Nothing but an exact copy of the listing should appear in the response.

§ Data to process:
────────────────

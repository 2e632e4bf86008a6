use super::*;
use search_watcher::store::RecordStore;
use search_watcher::{AppError, ExtractedRecord, RunStatus};

#[tokio::test(flavor = "multi_thread")]
async fn test_omitted_results_are_not_reported() -> anyhow::Result<()> {
    let server = MockServer::start().await;
    mount_html(&server, "/search", LISTING_HTML).await;
    let test = create_test_pipeline()?;

    let page = listing_page("sreality", &format!("{}/search?page=1", server.uri()));
    let report = test.pipeline.run(&page).await?;

    assert_eq!(report.status, RunStatus::Completed);
    assert_eq!(report.candidates, 3);
    assert_eq!(report.new_records.len(), 2);

    let first = &report.new_records[0];
    assert_eq!(first.source_config_id, "sreality");
    assert_eq!(first.title.as_deref(), Some("Family house"));
    assert_eq!(first.price.as_deref(), Some("4 500 000 CZK"));
    assert_eq!(first.description.as_deref(), Some("Budweis"));
    assert_eq!(first.url, format!("{}/detail/1", server.uri()));
    assert_eq!(first.image_url, Some(format!("{}/img/1.jpg", server.uri())));
    assert_eq!(report.new_records[1].title.as_deref(), Some("Cottage"));

    let batches = test.sink.batches();
    assert_eq!(batches.len(), 1);
    assert_eq!(batches[0].len(), 2);
    Ok(())
}

#[tokio::test(flavor = "multi_thread")]
async fn test_only_unknown_urls_are_notified() -> anyhow::Result<()> {
    let server = MockServer::start().await;
    mount_html(&server, "/search", LISTING_HTML).await;
    let test = create_test_pipeline()?;

    let known = format!("{}/detail/1", server.uri());
    test.store
        .save(&ExtractedRecord {
            source_config_id: "sreality".to_string(),
            title: Some("Family house".to_string()),
            price: None,
            description: None,
            url: known.clone(),
            image_url: None,
        })
        .await?;

    let page = listing_page("sreality", &format!("{}/search", server.uri()));
    let report = test.pipeline.run(&page).await?;

    assert_eq!(report.duplicates, 1);
    assert_eq!(report.new_records.len(), 1);
    assert_eq!(report.new_records[0].url, format!("{}/detail/2", server.uri()));

    let batches = test.sink.batches();
    assert_eq!(batches.len(), 1);
    assert_eq!(batches[0].len(), 1);
    assert_ne!(batches[0][0].url, known);
    Ok(())
}

#[tokio::test(flavor = "multi_thread")]
async fn test_unchanged_page_yields_nothing_the_second_time() -> anyhow::Result<()> {
    let server = MockServer::start().await;
    mount_html(&server, "/search", LISTING_HTML).await;
    let test = create_test_pipeline()?;
    let page = listing_page("sreality", &format!("{}/search", server.uri()));

    let first = test.pipeline.run(&page).await?;
    let second = test.pipeline.run(&page).await?;

    assert_eq!(first.new_records.len(), 2);
    assert!(second.new_records.is_empty());
    assert_eq!(test.sink.batches().len(), 1);
    assert_eq!(test.store.len().await, 2);
    Ok(())
}

#[tokio::test(flavor = "multi_thread")]
async fn test_result_without_link_is_dropped() -> anyhow::Result<()> {
    let html = r#"
        <div class="property">
            <h2><a>Price on request</a></h2>
            <span class="norm-price">on request</span>
            <span class="locality">Pisek</span>
        </div>
        <div class="property">
            <h2><a href="/detail/3">Farm</a></h2>
        </div>
    "#;
    let server = MockServer::start().await;
    mount_html(&server, "/search", html).await;
    let test = create_test_pipeline()?;

    let page = listing_page("sreality", &format!("{}/search", server.uri()));
    let report = test.pipeline.run(&page).await?;

    assert_eq!(report.candidates, 2);
    assert_eq!(report.new_records.len(), 1);
    assert_eq!(report.new_records[0].title.as_deref(), Some("Farm"));
    assert!(report.new_records[0].price.is_none());
    Ok(())
}

#[tokio::test(flavor = "multi_thread")]
async fn test_http_error_fails_the_run_and_frees_the_page() -> anyhow::Result<()> {
    let server = MockServer::start().await;
    Mock::given(method("GET"))
        .and(path("/search"))
        .respond_with(ResponseTemplate::new(503))
        .mount(&server)
        .await;
    let test = create_test_pipeline()?;

    let page = listing_page("sreality", &format!("{}/search", server.uri()));
    let result = test.pipeline.run(&page).await;

    assert!(matches!(result, Err(AppError::Fetch { .. })));
    assert!(!test.pipeline.guard().is_busy("sreality").await);
    assert!(test.sink.batches().is_empty());
    Ok(())
}

#[tokio::test(flavor = "multi_thread")]
async fn test_busy_page_returns_without_fetching() -> anyhow::Result<()> {
    let server = MockServer::start().await;
    Mock::given(method("GET"))
        .and(path("/search"))
        .respond_with(ResponseTemplate::new(200).set_body_string(LISTING_HTML))
        .expect(0)
        .mount(&server)
        .await;
    let test = create_test_pipeline()?;
    let page = listing_page("A", &format!("{}/search", server.uri()));

    let _held = test.pipeline.guard().try_acquire("A", Duration::ZERO).await;
    let started = std::time::Instant::now();
    let report = test.pipeline.run(&page).await?;

    assert!(report.is_busy());
    assert!(report.new_records.is_empty());
    assert!(started.elapsed() < Duration::from_millis(1500));
    Ok(())
}

#[tokio::test(flavor = "multi_thread")]
async fn test_overlapping_runs_of_one_page() -> anyhow::Result<()> {
    let server = MockServer::start().await;
    Mock::given(method("GET"))
        .and(path("/search"))
        .respond_with(
            ResponseTemplate::new(200)
                .set_body_string(LISTING_HTML)
                .set_delay(Duration::from_millis(1500)),
        )
        .expect(1)
        .mount(&server)
        .await;
    let test = create_test_pipeline()?;
    let page = listing_page("sreality", &format!("{}/search", server.uri()));

    let (a, b) = tokio::join!(test.pipeline.run(&page), test.pipeline.run(&page));
    let statuses = [a?.status, b?.status];

    assert!(statuses.contains(&RunStatus::Completed));
    assert!(statuses.contains(&RunStatus::Busy));
    assert!(!test.pipeline.guard().is_busy("sreality").await);
    Ok(())
}

#[tokio::test(flavor = "multi_thread")]
async fn test_links_resolve_against_the_final_address() -> anyhow::Result<()> {
    let server = MockServer::start().await;
    Mock::given(method("GET"))
        .and(path("/old-search"))
        .respond_with(ResponseTemplate::new(301).insert_header("Location", "/listings/search"))
        .mount(&server)
        .await;
    mount_html(&server, "/listings/search", r#"<div class="property"><h2><a href="detail/9">Villa</a></h2></div>"#).await;
    let test = create_test_pipeline()?;

    let page = listing_page("sreality", &format!("{}/old-search", server.uri()));
    let report = test.pipeline.run(&page).await?;

    assert_eq!(report.new_records[0].url, format!("{}/listings/detail/9", server.uri()));
    Ok(())
}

────────────────

§ Solution to this exercise:
repository 2e632e4bf86008a6
use super::*;
use search_watcher::store::RecordStore;
use search_watcher::{AppError, ExtractedRecord, RunStatus};

#[tokio::test(flavor = "multi_thread")]
async fn test_omitted_results_are_not_reported() -> anyhow::Result<()> {
    let server = MockServer::start().await;
    mount_html(&server, "/search", LISTING_HTML).await;
    let test = create_test_pipeline()?;

    let page = listing_page("sreality", &format!("{}/search?page=1", server.uri()));
    let report = test.pipeline.run(&page).await?;

    assert_eq!(report.status, RunStatus::Completed);
    assert_eq!(report.candidates, 3);
    assert_eq!(report.new_records.len(), 2);

    let first = &report.new_records[0];
    assert_eq!(first.source_config_id, "sreality");
    assert_eq!(first.title.as_deref(), Some("Family house"));
    assert_eq!(first.price.as_deref(), Some("4 500 000 CZK"));
    assert_eq!(first.description.as_deref(), Some("Budweis"));
    assert_eq!(first.url, format!("{}/detail/1", server.uri()));
    assert_eq!(first.image_url, Some(format!("{}/img/1.jpg", server.uri())));
    assert_eq!(report.new_records[1].title.as_deref(), Some("Cottage"));

    let batches = test.sink.batches();
    assert_eq!(batches.len(), 1);
    assert_eq!(batches[0].len(), 2);
    Ok(())
}

#[tokio::test(flavor = "multi_thread")]
async fn test_only_unknown_urls_are_notified() -> anyhow::Result<()> {
    let server = MockServer::start().await;
    mount_html(&server, "/search", LISTING_HTML).await;
    let test = create_test_pipeline()?;

    let known = format!("{}/detail/1", server.uri());
    test.store
        .save(&ExtractedRecord {
            source_config_id: "sreality".to_string(),
            title: Some("Family house".to_string()),
            price: None,
            description: None,
            url: known.clone(),
            image_url: None,
        })
        .await?;

    let page = listing_page("sreality", &format!("{}/search", server.uri()));
    let report = test.pipeline.run(&page).await?;

    assert_eq!(report.duplicates, 1);
    assert_eq!(report.new_records.len(), 1);
    assert_eq!(report.new_records[0].url, format!("{}/detail/2", server.uri()));

    let batches = test.sink.batches();
    assert_eq!(batches.len(), 1);
    assert_eq!(batches[0].len(), 1);
    assert_ne!(batches[0][0].url, known);
    Ok(())
}

#[tokio::test(flavor = "multi_thread")]
async fn test_unchanged_page_yields_nothing_the_second_time() -> anyhow::Result<()> {
    let server = MockServer::start().await;
    mount_html(&server, "/search", LISTING_HTML).await;
    let test = create_test_pipeline()?;
    let page = listing_page("sreality", &format!("{}/search", server.uri()));

    let first = test.pipeline.run(&page).await?;
    let second = test.pipeline.run(&page).await?;

    assert_eq!(first.new_records.len(), 2);
    assert!(second.new_records.is_empty());
    assert_eq!(test.sink.batches().len(), 1);
    assert_eq!(test.store.len().await, 2);
    Ok(())
}

#[tokio::test(flavor = "multi_thread")]
async fn test_result_without_link_is_dropped() -> anyhow::Result<()> {
    let html = r#"
        <div class="property">
            <h2><a>Price on request</a></h2>
            <span class="norm-price">on request</span>
            <span class="locality">Pisek</span>
        </div>
        <div class="property">
            <h2><a href="/detail/3">Farm</a></h2>
        </div>
    "#;
    let server = MockServer::start().await;
    mount_html(&server, "/search", html).await;
    let test = create_test_pipeline()?;

    let page = listing_page("sreality", &format!("{}/search", server.uri()));
    let report = test.pipeline.run(&page).await?;

    assert_eq!(report.candidates, 2);
    assert_eq!(report.new_records.len(), 1);
    assert_eq!(report.new_records[0].title.as_deref(), Some("Farm"));
    assert!(report.new_records[0].price.is_none());
    Ok(())
}

#[tokio::test(flavor = "multi_thread")]
async fn test_http_error_fails_the_run_and_frees_the_page() -> anyhow::Result<()> {
    let server = MockServer::start().await;
    Mock::given(method("GET"))
        .and(path("/search"))
        .respond_with(ResponseTemplate::new(503))
        .mount(&server)
        .await;
    let test = create_test_pipeline()?;

    let page = listing_page("sreality", &format!("{}/search", server.uri()));
    let result = test.pipeline.run(&page).await;

    assert!(matches!(result, Err(AppError::Fetch { .. })));
    assert!(!test.pipeline.guard().is_busy("sreality").await);
    assert!(test.sink.batches().is_empty());
    Ok(())
}

#[tokio::test(flavor = "multi_thread")]
async fn test_busy_page_returns_without_fetching() -> anyhow::Result<()> {
    let server = MockServer::start().await;
    Mock::given(method("GET"))
        .and(path("/search"))
        .respond_with(ResponseTemplate::new(200).set_body_string(LISTING_HTML))
        .expect(0)
        .mount(&server)
        .await;
    let test = create_test_pipeline()?;
    let page = listing_page("A", &format!("{}/search", server.uri()));

    let _held = test.pipeline.guard().try_acquire("A", Duration::ZERO).await;
    let started = std::time::Instant::now();
    let report = test.pipeline.run(&page).await?;

    assert!(report.is_busy());
    assert!(report.new_records.is_empty());
    assert!(started.elapsed() < Duration::from_millis(1500));
    Ok(())
}

#[tokio::test(flavor = "multi_thread")]
async fn test_overlapping_runs_of_one_page() -> anyhow::Result<()> {
    let server = MockServer::start().await;
    Mock::given(method("GET"))
        .and(path("/search"))
        .respond_with(
            ResponseTemplate::new(200)
                .set_body_string(LISTING_HTML)
                .set_delay(Duration::from_millis(1500)),
        )
        .expect(1)
        .mount(&server)
        .await;
    let test = create_test_pipeline()?;
    let page = listing_page("sreality", &format!("{}/search", server.uri()));

    let (a, b) = tokio::join!(test.pipeline.run(&page), test.pipeline.run(&page));
    let statuses = [a?.status, b?.status];

    assert!(statuses.contains(&RunStatus::Completed));
    assert!(statuses.contains(&RunStatus::Busy));
    assert!(!test.pipeline.guard().is_busy("sreality").await);
    Ok(())
}

#[tokio::test(flavor = "multi_thread")]
async fn test_links_resolve_against_the_final_address() -> anyhow::Result<()> {
    let server = MockServer::start().await;
    Mock::given(method("GET"))
        .and(path("/old-search"))
        .respond_with(ResponseTemplate::new(301).insert_header("Location", "/listings/search"))
        .mount(&server)
        .await;
    mount_html(&server, "/listings/search", r#"<div class="property"><h2><a href="detail/9">Villa</a></h2></div>"#).await;
    let test = create_test_pipeline()?;

    let page = listing_page("sreality", &format!("{}/old-search", server.uri()));
    let report = test.pipeline.run(&page).await?;

    assert_eq!(report.new_records[0].url, format!("{}/listings/detail/9", server.uri()));
    Ok(())
}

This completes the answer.